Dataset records
────────
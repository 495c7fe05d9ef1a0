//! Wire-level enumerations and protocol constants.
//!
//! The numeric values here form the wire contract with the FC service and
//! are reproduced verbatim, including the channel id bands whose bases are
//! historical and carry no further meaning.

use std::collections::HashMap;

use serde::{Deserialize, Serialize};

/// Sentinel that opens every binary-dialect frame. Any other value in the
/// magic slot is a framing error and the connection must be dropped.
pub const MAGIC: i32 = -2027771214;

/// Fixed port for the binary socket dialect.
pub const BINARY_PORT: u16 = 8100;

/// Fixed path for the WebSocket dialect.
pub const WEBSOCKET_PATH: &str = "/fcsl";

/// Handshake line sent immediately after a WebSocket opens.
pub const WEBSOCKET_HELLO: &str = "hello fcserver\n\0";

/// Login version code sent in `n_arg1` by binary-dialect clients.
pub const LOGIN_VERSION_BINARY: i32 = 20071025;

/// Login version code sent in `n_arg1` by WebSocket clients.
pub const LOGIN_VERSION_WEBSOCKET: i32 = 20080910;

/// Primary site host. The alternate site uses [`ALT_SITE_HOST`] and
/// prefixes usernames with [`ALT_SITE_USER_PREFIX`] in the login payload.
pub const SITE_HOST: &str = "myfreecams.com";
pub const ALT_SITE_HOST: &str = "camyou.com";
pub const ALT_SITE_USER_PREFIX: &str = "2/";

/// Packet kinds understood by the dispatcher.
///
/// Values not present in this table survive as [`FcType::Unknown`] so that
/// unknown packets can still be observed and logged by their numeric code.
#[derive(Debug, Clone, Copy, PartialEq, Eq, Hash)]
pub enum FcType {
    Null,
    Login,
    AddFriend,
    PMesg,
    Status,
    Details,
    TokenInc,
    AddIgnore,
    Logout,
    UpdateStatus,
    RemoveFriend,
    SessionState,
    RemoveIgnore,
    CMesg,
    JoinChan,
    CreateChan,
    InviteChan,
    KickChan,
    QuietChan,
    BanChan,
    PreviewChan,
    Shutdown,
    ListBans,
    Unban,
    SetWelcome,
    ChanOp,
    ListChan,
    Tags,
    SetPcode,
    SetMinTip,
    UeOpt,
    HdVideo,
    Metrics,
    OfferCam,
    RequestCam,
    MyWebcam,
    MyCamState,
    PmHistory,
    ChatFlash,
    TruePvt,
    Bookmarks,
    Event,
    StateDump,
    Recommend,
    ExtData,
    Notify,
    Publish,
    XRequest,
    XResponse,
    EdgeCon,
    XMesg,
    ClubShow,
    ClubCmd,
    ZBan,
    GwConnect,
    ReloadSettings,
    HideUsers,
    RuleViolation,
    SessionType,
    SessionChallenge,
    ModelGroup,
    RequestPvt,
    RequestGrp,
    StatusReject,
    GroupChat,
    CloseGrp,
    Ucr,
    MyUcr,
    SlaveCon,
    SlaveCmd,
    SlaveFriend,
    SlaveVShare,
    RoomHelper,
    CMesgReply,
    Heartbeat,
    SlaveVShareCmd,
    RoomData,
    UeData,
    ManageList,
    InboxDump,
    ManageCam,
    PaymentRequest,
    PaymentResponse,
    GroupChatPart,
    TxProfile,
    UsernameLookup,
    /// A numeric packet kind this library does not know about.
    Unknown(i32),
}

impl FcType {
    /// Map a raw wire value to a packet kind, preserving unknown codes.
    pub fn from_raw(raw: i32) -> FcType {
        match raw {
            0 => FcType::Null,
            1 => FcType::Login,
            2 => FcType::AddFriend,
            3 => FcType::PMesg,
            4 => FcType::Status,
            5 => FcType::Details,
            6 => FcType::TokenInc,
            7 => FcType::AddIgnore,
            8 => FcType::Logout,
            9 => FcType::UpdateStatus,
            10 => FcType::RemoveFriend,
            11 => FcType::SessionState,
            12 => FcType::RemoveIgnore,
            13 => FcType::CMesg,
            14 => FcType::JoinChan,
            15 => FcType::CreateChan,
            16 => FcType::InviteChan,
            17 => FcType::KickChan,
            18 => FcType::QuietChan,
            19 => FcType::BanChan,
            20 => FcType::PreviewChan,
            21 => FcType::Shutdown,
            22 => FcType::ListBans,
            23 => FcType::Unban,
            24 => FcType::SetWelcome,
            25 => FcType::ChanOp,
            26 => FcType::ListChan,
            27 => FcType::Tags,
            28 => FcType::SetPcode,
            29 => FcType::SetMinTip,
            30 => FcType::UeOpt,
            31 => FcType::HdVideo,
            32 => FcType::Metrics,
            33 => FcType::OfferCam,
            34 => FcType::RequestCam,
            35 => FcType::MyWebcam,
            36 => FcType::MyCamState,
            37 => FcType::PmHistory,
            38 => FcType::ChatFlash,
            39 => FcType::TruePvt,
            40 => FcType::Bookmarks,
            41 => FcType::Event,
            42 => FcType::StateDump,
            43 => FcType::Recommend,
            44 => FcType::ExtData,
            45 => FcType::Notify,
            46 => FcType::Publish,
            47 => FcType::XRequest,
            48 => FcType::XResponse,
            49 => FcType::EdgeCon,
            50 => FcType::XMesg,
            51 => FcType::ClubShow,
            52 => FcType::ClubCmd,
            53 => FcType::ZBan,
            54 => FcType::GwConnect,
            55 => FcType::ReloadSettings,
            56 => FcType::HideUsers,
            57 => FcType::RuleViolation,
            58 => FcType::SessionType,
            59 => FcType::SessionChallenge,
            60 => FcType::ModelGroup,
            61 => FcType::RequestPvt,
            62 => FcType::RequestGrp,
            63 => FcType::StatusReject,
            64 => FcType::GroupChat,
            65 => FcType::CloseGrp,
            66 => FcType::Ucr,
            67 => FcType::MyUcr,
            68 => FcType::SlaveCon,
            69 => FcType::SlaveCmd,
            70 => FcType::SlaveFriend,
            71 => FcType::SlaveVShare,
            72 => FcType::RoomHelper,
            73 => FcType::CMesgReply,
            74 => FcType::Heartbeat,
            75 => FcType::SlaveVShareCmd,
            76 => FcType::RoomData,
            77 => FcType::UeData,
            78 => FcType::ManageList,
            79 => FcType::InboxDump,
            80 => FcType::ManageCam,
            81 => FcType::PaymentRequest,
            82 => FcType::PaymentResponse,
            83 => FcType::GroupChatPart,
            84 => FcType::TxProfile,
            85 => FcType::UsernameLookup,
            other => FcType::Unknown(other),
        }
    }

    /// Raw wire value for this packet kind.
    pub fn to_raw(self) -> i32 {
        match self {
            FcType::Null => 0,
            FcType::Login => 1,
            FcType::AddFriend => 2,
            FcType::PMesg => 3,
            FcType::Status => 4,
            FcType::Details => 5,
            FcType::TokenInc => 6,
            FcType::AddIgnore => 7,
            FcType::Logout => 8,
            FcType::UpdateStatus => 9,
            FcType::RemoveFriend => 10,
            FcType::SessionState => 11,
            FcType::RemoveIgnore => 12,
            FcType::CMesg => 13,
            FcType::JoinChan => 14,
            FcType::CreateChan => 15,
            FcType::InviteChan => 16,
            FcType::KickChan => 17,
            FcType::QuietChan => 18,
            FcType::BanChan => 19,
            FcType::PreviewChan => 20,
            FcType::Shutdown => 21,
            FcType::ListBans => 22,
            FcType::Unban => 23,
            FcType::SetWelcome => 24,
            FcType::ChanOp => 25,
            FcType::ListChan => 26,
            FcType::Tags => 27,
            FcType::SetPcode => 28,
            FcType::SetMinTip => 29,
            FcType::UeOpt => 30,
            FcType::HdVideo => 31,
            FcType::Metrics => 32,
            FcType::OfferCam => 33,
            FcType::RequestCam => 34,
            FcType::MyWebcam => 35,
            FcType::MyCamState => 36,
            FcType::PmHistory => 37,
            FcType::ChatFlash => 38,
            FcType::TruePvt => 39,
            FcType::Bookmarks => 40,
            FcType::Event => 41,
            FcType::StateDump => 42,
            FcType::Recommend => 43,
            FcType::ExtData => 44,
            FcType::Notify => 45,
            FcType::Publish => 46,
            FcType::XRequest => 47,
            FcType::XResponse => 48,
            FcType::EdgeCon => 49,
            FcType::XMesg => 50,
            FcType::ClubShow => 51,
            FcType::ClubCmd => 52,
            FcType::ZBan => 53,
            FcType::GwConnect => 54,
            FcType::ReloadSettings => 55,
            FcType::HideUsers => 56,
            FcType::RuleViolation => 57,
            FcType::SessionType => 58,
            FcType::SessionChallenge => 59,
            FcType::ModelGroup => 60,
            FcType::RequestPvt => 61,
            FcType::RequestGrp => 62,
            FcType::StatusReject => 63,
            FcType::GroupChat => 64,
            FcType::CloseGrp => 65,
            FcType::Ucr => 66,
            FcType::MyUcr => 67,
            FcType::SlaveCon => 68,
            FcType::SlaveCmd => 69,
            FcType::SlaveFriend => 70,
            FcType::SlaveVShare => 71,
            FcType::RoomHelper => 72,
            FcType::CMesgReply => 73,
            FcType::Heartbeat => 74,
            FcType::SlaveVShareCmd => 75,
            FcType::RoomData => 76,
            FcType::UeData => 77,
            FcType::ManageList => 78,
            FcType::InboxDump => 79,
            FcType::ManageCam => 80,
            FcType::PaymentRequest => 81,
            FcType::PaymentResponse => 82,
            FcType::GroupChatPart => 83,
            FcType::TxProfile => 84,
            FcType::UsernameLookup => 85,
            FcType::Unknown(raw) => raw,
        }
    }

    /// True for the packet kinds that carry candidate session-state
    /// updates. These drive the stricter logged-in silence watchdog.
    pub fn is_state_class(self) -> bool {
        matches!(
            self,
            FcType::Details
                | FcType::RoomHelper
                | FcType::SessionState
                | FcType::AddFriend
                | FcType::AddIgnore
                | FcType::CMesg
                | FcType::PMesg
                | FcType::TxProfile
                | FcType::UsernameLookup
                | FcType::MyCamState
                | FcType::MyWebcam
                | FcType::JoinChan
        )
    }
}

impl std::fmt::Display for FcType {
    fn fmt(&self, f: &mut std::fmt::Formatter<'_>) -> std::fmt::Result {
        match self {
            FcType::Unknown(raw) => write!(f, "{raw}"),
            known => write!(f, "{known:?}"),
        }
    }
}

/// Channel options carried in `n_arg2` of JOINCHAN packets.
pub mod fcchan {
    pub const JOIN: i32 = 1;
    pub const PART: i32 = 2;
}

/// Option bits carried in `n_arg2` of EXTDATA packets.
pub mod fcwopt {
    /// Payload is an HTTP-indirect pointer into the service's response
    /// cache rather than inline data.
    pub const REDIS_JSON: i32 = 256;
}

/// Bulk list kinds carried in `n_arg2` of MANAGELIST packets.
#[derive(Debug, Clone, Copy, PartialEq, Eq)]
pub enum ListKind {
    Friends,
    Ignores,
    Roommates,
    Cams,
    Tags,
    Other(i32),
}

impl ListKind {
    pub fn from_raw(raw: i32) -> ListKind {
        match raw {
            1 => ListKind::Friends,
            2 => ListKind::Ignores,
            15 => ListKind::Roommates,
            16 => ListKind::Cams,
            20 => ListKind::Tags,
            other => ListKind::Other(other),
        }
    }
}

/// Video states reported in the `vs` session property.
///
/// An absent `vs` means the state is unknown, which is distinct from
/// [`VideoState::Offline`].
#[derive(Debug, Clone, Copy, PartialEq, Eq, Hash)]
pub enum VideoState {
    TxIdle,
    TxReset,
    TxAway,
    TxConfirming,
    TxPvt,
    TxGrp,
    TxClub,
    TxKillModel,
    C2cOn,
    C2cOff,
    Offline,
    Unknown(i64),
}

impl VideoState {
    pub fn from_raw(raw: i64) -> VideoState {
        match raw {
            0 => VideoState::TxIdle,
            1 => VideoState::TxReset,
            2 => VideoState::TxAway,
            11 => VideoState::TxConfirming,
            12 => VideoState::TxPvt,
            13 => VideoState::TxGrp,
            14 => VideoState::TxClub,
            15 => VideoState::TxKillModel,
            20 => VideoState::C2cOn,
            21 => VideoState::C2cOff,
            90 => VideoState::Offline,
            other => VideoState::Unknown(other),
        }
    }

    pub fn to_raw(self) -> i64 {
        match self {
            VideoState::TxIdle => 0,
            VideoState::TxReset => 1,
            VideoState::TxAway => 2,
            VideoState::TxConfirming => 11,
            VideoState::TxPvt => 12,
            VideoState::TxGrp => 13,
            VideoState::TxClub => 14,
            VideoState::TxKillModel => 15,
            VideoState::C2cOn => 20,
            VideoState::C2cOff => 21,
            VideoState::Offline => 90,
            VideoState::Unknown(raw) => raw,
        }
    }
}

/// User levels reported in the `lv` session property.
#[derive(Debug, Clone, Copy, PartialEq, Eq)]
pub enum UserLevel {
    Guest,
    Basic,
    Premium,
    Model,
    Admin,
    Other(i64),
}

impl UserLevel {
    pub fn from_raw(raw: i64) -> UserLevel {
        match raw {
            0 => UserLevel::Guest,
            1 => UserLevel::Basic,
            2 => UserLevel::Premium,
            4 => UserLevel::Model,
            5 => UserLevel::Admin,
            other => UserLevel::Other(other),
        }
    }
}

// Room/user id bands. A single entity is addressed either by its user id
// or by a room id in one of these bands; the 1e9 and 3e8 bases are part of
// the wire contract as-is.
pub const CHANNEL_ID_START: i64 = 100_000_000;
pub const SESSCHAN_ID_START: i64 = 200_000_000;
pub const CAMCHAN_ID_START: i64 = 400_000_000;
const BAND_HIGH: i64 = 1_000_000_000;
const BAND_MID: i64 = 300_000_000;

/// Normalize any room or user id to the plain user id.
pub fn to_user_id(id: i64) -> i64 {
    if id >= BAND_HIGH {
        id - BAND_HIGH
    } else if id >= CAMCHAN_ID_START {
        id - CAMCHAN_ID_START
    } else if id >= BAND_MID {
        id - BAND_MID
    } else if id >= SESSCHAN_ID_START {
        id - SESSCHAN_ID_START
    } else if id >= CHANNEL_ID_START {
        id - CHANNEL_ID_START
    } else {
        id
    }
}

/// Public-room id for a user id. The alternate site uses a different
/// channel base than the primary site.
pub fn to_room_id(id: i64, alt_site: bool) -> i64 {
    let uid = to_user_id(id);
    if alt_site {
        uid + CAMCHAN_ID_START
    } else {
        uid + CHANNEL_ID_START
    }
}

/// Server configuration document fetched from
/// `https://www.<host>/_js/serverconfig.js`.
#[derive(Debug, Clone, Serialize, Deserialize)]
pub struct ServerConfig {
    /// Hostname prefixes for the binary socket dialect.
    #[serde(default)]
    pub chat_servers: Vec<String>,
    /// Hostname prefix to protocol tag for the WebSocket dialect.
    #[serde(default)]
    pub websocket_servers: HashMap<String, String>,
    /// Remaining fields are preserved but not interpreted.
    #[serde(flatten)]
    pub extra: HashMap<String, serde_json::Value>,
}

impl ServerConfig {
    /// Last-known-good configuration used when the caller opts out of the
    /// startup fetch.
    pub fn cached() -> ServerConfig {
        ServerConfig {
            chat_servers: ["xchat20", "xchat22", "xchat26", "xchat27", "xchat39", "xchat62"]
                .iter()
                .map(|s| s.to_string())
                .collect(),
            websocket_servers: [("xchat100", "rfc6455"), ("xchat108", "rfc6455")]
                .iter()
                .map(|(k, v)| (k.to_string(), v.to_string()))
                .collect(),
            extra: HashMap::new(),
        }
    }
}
────────
Exercise brief: Each line above that contains the string "alternate" should be copied.

Finished task:
/// Primary site host. The alternate site uses [`ALT_SITE_HOST`] and
/// Public-room id for a user id. The alternate site uses a different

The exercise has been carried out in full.